Doświadczenia związane z grami retro to nie tylko domena salonów gier i automatów, ale też popularny motyw wielu imprez masowych i festiwali. Łódzkie Centrum Komiksu i Narracji Interaktywnej stanie się miejscem wielu takich przeżyć. Od 12 do 13 kwietnia 2025 r. potrwa tu Festiwal Gier Dawnych i Niezależnych BIT BOAT. O modzie na gry retro i o kulisach organizacji takiej imprezy rozmawiamy z Magdaleną Rogalską, organizatorką imprezy i administratorką kolekcji w Muzeum Komputerów i Gier w Pabianicach.

Fot. BIT BOAT
Łukasz Jadaś: Dziennie ukazują się dziesiątki nowych gier na komputery i konsole. Mimo to gry retro są nadal modne. Dlaczego ludzie nadal chcą wracać do produkcji sprzed np 30. czy 40. lat?
Magdalena Rogalska: Podejrzewam, że przede wszystkim chodzi tutaj o nostalgię. Ludzie lubią wracać do starych rzeczy, bo po prostu pamiętają, że „kiedyś to było fajnie”.
To swojego rodzaju przeżycie dawnych, dobrych emocji na nowo. Siedziało się przecież w dzieciństwie przed telewizorem przez sześć godzin i próbowało przejść ten ostatni zamek w Mario albo uzbierać wszystkie przedmioty w Zeldzie.
Myślę, że jest to po prostu chęć powrotu do tych chwil i doświadczenia czasów dzieciństwa, kiedy to między szkołą a wychodzeniem na podwórko siedziało się w grupie lub samemu i grało, póki rodzice na to pozwalali.
We współczesne tytuły gra się inaczej?
Teraz może gramy więcej, ale jako dorośli nie mamy już w sobie tej magii dzieciństwa. A to ważne w przypadku gier. Podejrzewam, że dzisiejsze dzieci za parę lat będą chciały wracać do PlayStation 5, dla nich też to będzie frajda. Poza tym, dziś część przeżycia „growego” może odbywać się nawet bez dotykania kontrolera. Czasami ludzie po prostu oglądają streamerów, którzy grają w interesujące ich gry.
To, czym się zajmujesz, jest trochę w kontrze do takiego sposobu konsumpcji gier. Jesteś administratorką Muzeum Komputerów i Gier w Pabianicach. Opowiedz o tym trochę więcej.
Tak, zajmuję się kolekcją komputerów. Naprawiam je, dogrywam nowe gry, doprowadzam do działania systemy operacyjne. Jesteśmy otwarci głównie w sezonie letnim, ponieważ poza muzeum prowadzimy też inne wystawy i festiwale. Na co dzień pracujemy też w zupełnie w innych miejscach i nie możemy na razie pozwolić sobie na to, by otwierać muzeum każdego dnia. Zazwyczaj są to więc letnie weekendy.
W tym sezonie planujemy otworzyć się na majową Noc Muzeów, po której postaramy się działać już bardziej regularnie. Bywa też tak, że organizujemy wiele wystaw wyjazdowych równocześnie, więc na miejscu nie ma sprzętu czy gier, które można by pokazywać.

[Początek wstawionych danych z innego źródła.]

impl ShopReducer {
    /// Creates a new `ShopReducer`
    #[must_use]
    pub const fn new() -> Self {
        Self
    }

    fn cart_updated(state: &ShopState, env: &ShopEnvironment, event_id: EventId, quantity: u32) -> Effects {
        smallvec![
            persist! { store: env.store, key: StoreKey::Cart, value: state.cart.lines() },
            Effect::emit(ShopAction::CartUpdated { event_id, quantity }),
        ]
    }

    fn cart_rejected(event_id: EventId, label: &str, reason: CartRejection) -> Effects {
        metrics::counter!(shop_metrics::CART_REJECTIONS, "reason" => reason.kind()).increment(1);
        tracing::debug!(event_id = %event_id, reason = %reason, "Cart mutation rejected");
        let notice = match &reason {
            CartRejection::SoldOut { .. } => notify!(warning: "{label} is sold out"),
            CartRejection::NotInCart(_) => notify!(warning: "{label} is not in your cart"),
            CartRejection::CheckoutInProgress => {
                notify!(warning: "Please wait for the current payment to finish")
            },
        };
        smallvec![notice, Effect::emit(ShopAction::CartRejected { event_id, reason })]
    }

    /// Title of the cart line for `event_id`, or the id itself.
    fn line_label(cart: &Cart, event_id: &EventId) -> String {
        cart.line(event_id)
            .map_or_else(|| event_id.to_string(), |line| line.event.title.clone())
    }

    /// Shared by `AddToCart` and `MoveToCart`.
    fn add_ticket(state: &mut ShopState, env: &ShopEnvironment, event: &Event, from_wishlist: bool) -> Effects {
        if state.checkout.is_busy() {
            return Self::cart_rejected(event.id.clone(), &event.title, CartRejection::CheckoutInProgress);
        }

        let quantity = match state.cart.add(event, &state.ledger) {
            Ok(quantity) => quantity,
            Err(reason) => return Self::cart_rejected(event.id.clone(), &event.title, reason),
        };
        tracing::debug!(event_id = %event.id, quantity, "Ticket added to cart");

        let mut effects = Self::cart_updated(state, env, event.id.clone(), quantity);
        if from_wishlist {
            if state.wishlist.remove(&event.id) {
                effects.insert(1, persist! { store: env.store, key: StoreKey::Wishlist, value: state.wishlist.entries() });
            }
            state.view = ActiveView::Cart;
            effects.push(notify!(info: "{} moved to cart", event.title));
        } else {
            effects.push(notify!(info: "{} added to cart", event.title));
        }
        effects
    }

    fn start_checkout(
        state: &mut ShopState,
        env: &ShopEnvironment,
        payment_id: PaymentId,
        coupon: Option<&str>,
        method: PaymentMethod,
        cancel: CancellationToken,
    ) -> Effects {
        if state.checkout.is_busy() {
            return Self::checkout_failed(payment_id, CheckoutError::AlreadyInProgress);
        }
        if state.cart.is_empty() {
            return Self::checkout_failed(payment_id, CheckoutError::MissingContext);
        }
        let quote = match checkout::quote(state.cart.lines(), coupon) {
            Ok(quote) => quote,
            Err(error) => return Self::checkout_failed(payment_id, error),
        };
        if let Err(exceeded) = inventory::validate_commit(state.cart.lines(), &state.ledger) {
            return Self::checkout_failed(payment_id, exceeded.into());
        }

        tracing::info!(
            payment_id = %payment_id,
            total = quote.total.shillings(),
            discount = quote.discount.shillings(),
            method = %method,
            "Checkout started"
        );
        state.checkout = CheckoutPhase::Processing {
            payment_id,
            method,
            quote,
            cancel: cancel.clone(),
        };

        let gateway = Arc::clone(&env.gateway);
        smallvec![Effect::Future(Box::pin(async move {
            let outcome = tokio::select! {
                biased;
                () = cancel.cancelled() => Err(CheckoutError::Cancelled),
                result = gateway.process_payment(payment_id, quote.total, method) => {
                    result.map_err(CheckoutError::from)
                },
            };
            Some(match outcome {
                Ok(transaction) => ShopAction::PaymentApproved { payment_id, transaction },
                Err(error) => ShopAction::PaymentFailed { payment_id, error },
            })
        }))]
    }

    fn payment_approved(
        state: &mut ShopState,
        env: &ShopEnvironment,
        payment_id: PaymentId,
        transaction: PaymentTransaction,
    ) -> Effects {
        let CheckoutPhase::Processing { payment_id: current, method, quote, cancel } = &state.checkout else {
            tracing::warn!(payment_id = %payment_id, "Approval for a checkout that is not processing, ignoring");
            return smallvec![Effect::None];
        };
        if *current != payment_id {
            tracing::warn!(payment_id = %payment_id, current = %current, "Approval for a stale payment, ignoring");
            return smallvec![Effect::None];
        }
        let (method, quote) = (*method, *quote);

        // A late approval after cancellation must not commit
        if cancel.is_cancelled() {
            return Self::refund(state, env, payment_id, transaction, CheckoutError::Cancelled);
        }
        if let Err(exceeded) = inventory::commit(state.cart.lines(), &mut state.ledger) {
            return Self::refund(state, env, payment_id, transaction, exceeded.into());
        }

        let receipt = Receipt {
            payment_id,
            transaction_id: transaction.transaction_id,
            method,
            lines: state.cart.take(),
            quote,
            paid_at: env.clock.now(),
        };
        state.checkout = CheckoutPhase::Completed(Box::new(receipt.clone()));

        metrics::counter!(shop_metrics::CHECKOUTS, "status" => "completed").increment(1);
        metrics::counter!(shop_metrics::TICKETS_SOLD).increment(quote.tickets);
        metrics::counter!(shop_metrics::REVENUE).increment(quote.total.shillings());
        tracing::info!(
            payment_id = %payment_id,
            tickets = quote.tickets,
            total = quote.total.shillings(),
            "Checkout completed"
        );

        smallvec![
            persist! { store: env.store, key: StoreKey::TicketsSold, value: &state.ledger },
            persist! { store: env.store, key: StoreKey::Cart, value: state.cart.lines() },
            notify!(info: "Payment Successful!"),
            notify!(info: "Ticket successfully sent to your email!"),
            Effect::emit(ShopAction::CheckoutCompleted { receipt: Box::new(receipt) }),
        ]
    }

    fn refund(
        state: &mut ShopState,
        env: &ShopEnvironment,
        payment_id: PaymentId,
        transaction: PaymentTransaction,
        error: CheckoutError,
    ) -> Effects {
        tracing::warn!(
            payment_id = %payment_id,
            transaction_id = %transaction.transaction_id,
            error = %error,
            "Approved payment cannot be committed, refunding"
        );
        metrics::counter!(shop_metrics::REFUNDS).increment(1);
        state.checkout = CheckoutPhase::Refunding { payment_id, error };

        let gateway = Arc::clone(&env.gateway);
        smallvec![Effect::Future(Box::pin(async move {
            let refund_id = match gateway
                .refund_payment(&transaction.transaction_id, transaction.amount)
                .await
            {
                Ok(refund_id) => Some(refund_id),
                Err(error) => {
                    tracing::error!(
                        transaction_id = %transaction.transaction_id,
                        error = %error,
                        "Refund failed"
                    );
                    None
                },
            };
            Some(ShopAction::PaymentRefunded { payment_id, refund_id })
        }))]
    }

    /// Move to `Failed` and report.
    fn payment_failed(state: &mut ShopState, payment_id: PaymentId, error: CheckoutError) -> Effects {
        state.checkout = CheckoutPhase::Failed {
            payment_id,
            error: error.clone(),
        };
        Self::checkout_failed(payment_id, error)
    }

    fn checkout_failed(payment_id: PaymentId, error: CheckoutError) -> Effects {
        metrics::counter!(shop_metrics::CHECKOUTS, "status" => error.kind()).increment(1);
        tracing::warn!(payment_id = %payment_id, error = %error, "Checkout failed");
        smallvec![
            notify!(error: "{error}"),
            Effect::emit(ShopAction::CheckoutFailed { payment_id, error }),
        ]
    }
}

Fot. Muzeum Komputerów i Gier w Pabianicach
Kto jest właścicielem muzeum w Pabianicach?
Muzeum jest założone przez fundację Dawne Komputery i Gry, która sama działa już od formalnie od 12 lat. Pierwsze wystawy odbyły się ok. 2010 roku. Był to np. PC Games Show z komputerami takimi jak Commodore, Amiga, starsze pecety z Windowsem 95 i 98.
Był na to wtedy wielki boom. To była też taka końcówka „życia” Windowsa XP. Nie było to jeszcze retro, ale ludzie już wtedy czuli do niego nostalgię. Ten system działał przecież bardzo długo.
Wystawy zdobyły popularność i powoli zaczynaliśmy być zapraszani na różne imprezy i organizowały się różne grupy, m.in. wrocławska Retro Gralnia czy Muzeum Historii Komputerów i Informatyki w Katowicach. Potem pojawiły się też inne miejsca i spotkania.
I stąd wziął się pomysł na BIT BOAT?
Zaczęło się od tego, że próbowaliśmy zrobić imprezę, która łączyłaby gry retro i gry indie. W moim odczuciu brakowało jednak na niej trochę tego elementu indie, był za mało wyeksponowany. Jestem magistrem inżynierem technologii gier, więc żyję w tym światku i jest to temat bardzo mi bliski. Lubię indie, lubię retro, więc chciałam to połączyć. Tak, żeby na jednej imprezie było to tematy przedstawione na równych prawach i równie fajnie.
Jeździłam na podobne imprezy, ale jednak indie było na nich zawsze trochę w odstawce. Dominował temat retro, więc było widać tę niesprawiedliwość. Sektor gier retro był zwykle bardzo rozbudowany, a indie reprezentowały 3-4 stanowiska wepchnięte gdzieś w kąt.
Na naszej imprezie tego nie chciałam, więc stwierdziliśmy, że chcemy zrobić coś lepszego. W tym roku na BIT BOAT będą zatem godnie prezentowane lokalne grupy i studia indie z Łodzi.
BIT BOAT odbywa się w łódzkim Centrum Komiksu i Narracji Interaktywnej. Jak zaczęła się współpraca z centrum?
Centrum Komiksu i Narracji Interaktywnej jest naszym głównym partnerem i sponsorem. Jeszcze kiedy centrum powstawało, zostaliśmy zaproszeni na rozmowę na temat rozwoju współpracy związanej z grami retro. W EC1 jest nawet strefa związana z grami retro, w której dostępne są konsole i automaty. Wtedy nadeszła jednak pandemia i trudno było o pełną współpracę.
Gdy temat wrócił, wystawiliśmy się m.in. na Międzynarodowym Festiwalu Komiksu i Gier w Łodzi, który jest organizowany właśnie przez Centrum Komiksu i Narracji Interaktywnej. W rozmowach przewijał się temat, że na miejscu nadal jest do dyspozycji wolna przestrzeń. My mieliśmy już wtedy pomysł na imprezę, więc w naturalny sposób doszliśmy do porozumienia, że można połączyć siły.

Fot. Centrum Komiksu i Narracji Interaktywnej
Ile osób pracuje nad organizacją BIT BOAT?
Ze strony samej fundacji przy BIT BOAT pracują cztery osoby, ale przy festiwalu pracują też osoby z Centrum Komiksu i Narracji Interaktywnej.
Kto jest gościem festiwalu takiego jak BIT BOAT? Dla kogo robicie tę imprezę?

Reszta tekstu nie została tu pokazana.